I want to preserve the original site form, but in order to make it function offline I’ll have to do some major editing. This shouldn’t be a real problem once I determine the layout (see below). Since it’ll require major editing, I plan to keep a zipped copy of the original files so that a) I could start over and b) the original is retained. I also realize that a representation of the site in its original form is probably not the most useful tool for someone who simply wants to read my mother’s stories. Therefore I’ve decided to copy and paste the post content into two document formats that should be fairly accessible.

Putting it in a document form should take all of an hour or two. In fact, it’s what most people would do instead of archiving the site. However, I’d like to use this as an opportunity to learn about the processes and challenges of blog archival. As it’s a small blog, I hope not to be overwhelmed by the size of the project.

My Initial Steps

1) Identify all pages that need to be saved.

According to the blog archive, the blog contained 19 posts.
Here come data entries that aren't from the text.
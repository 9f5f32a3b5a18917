// results_displayer.rs - One row per entry: icon, space, name
//
// Directory headers are only emitted when more than one path was given.

use std::path::Path;
use std::sync::Arc;

use crate::console::Console;
use crate::file_info::FileInfo;
use crate::icon_rules::RuleSet;





////////////////////////////////////////////////////////////////////////////////

pub struct ResultsDisplayer {
    console:      Console,
    rules:        Arc<RuleSet>,
    icons_active: bool,
}





////////////////////////////////////////////////////////////////////////////////
//
//  impl ResultsDisplayer
//
////////////////////////////////////////////////////////////////////////////////

impl ResultsDisplayer {

    pub fn new(console: Console, rules: Arc<RuleSet>, icons_active: bool) -> Self {
        ResultsDisplayer { console, rules, icons_active }
    }

    pub fn console_mut(&mut self) -> &mut Console {
        &mut self.console
    }

    pub fn into_console(self) -> Console {
        self.console
    }





    ////////////////////////////////////////////////////////////////////////////
    //
    //  display_directory_header
    //
    //  "path:" line, separated from a previous listing by a blank line.
    //
    ////////////////////////////////////////////////////////////////////////////

    pub fn display_directory_header(&mut self, path: &Path, is_first: bool) {
        if !is_first {
            self.console.puts("");
        }
        self.console.puts(&format!("{}:", path.display()));
    }

    pub fn display_entries(&mut self, entries: &[FileInfo]) {
        for entry in entries {
            let row = format_row(&self.rules, entry, self.icons_active);
            self.console.puts(&row);
        }
    }
}





////////////////////////////////////////////////////////////////////////////////
//
//  format_row
//
//  Render one entry.  With icons off this is the bare name.
//
////////////////////////////////////////////////////////////////////////////////

pub fn format_row(rules: &RuleSet, entry: &FileInfo, icons_active: bool) -> String {
    if !icons_active {
        return entry.name.clone();
    }

    format!("{} {}", rules.get(entry), entry.name)
}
However, a blog is more than its individual post pages.

First, there were the index page and “Next 5” pages. As is customary in blog format, each contained the full content of 5 posts in reverse chronological order (most recent posts on the front page, etc). I saved the four instances of the index page (for 19 posts and 5/page, this came to 3 pages of 5 posts and one of 4).

Then there were individual monthly archives pages. The format was: Main Archives Page (linked to on each page of the blog) -> Monthly Archives Page (containing links to individual posts). In order to create a holistic representation of the original site, I saved each of these instances as well.

2) Determine what code needed replacement and what could be deleted.

After I saved all the original site HTML, I started looking at the page structure. Some of the display is dependent on external files from xanga.com. Other code is unnecessary to display (such as tracking scripts or scripts which allow one to post comments).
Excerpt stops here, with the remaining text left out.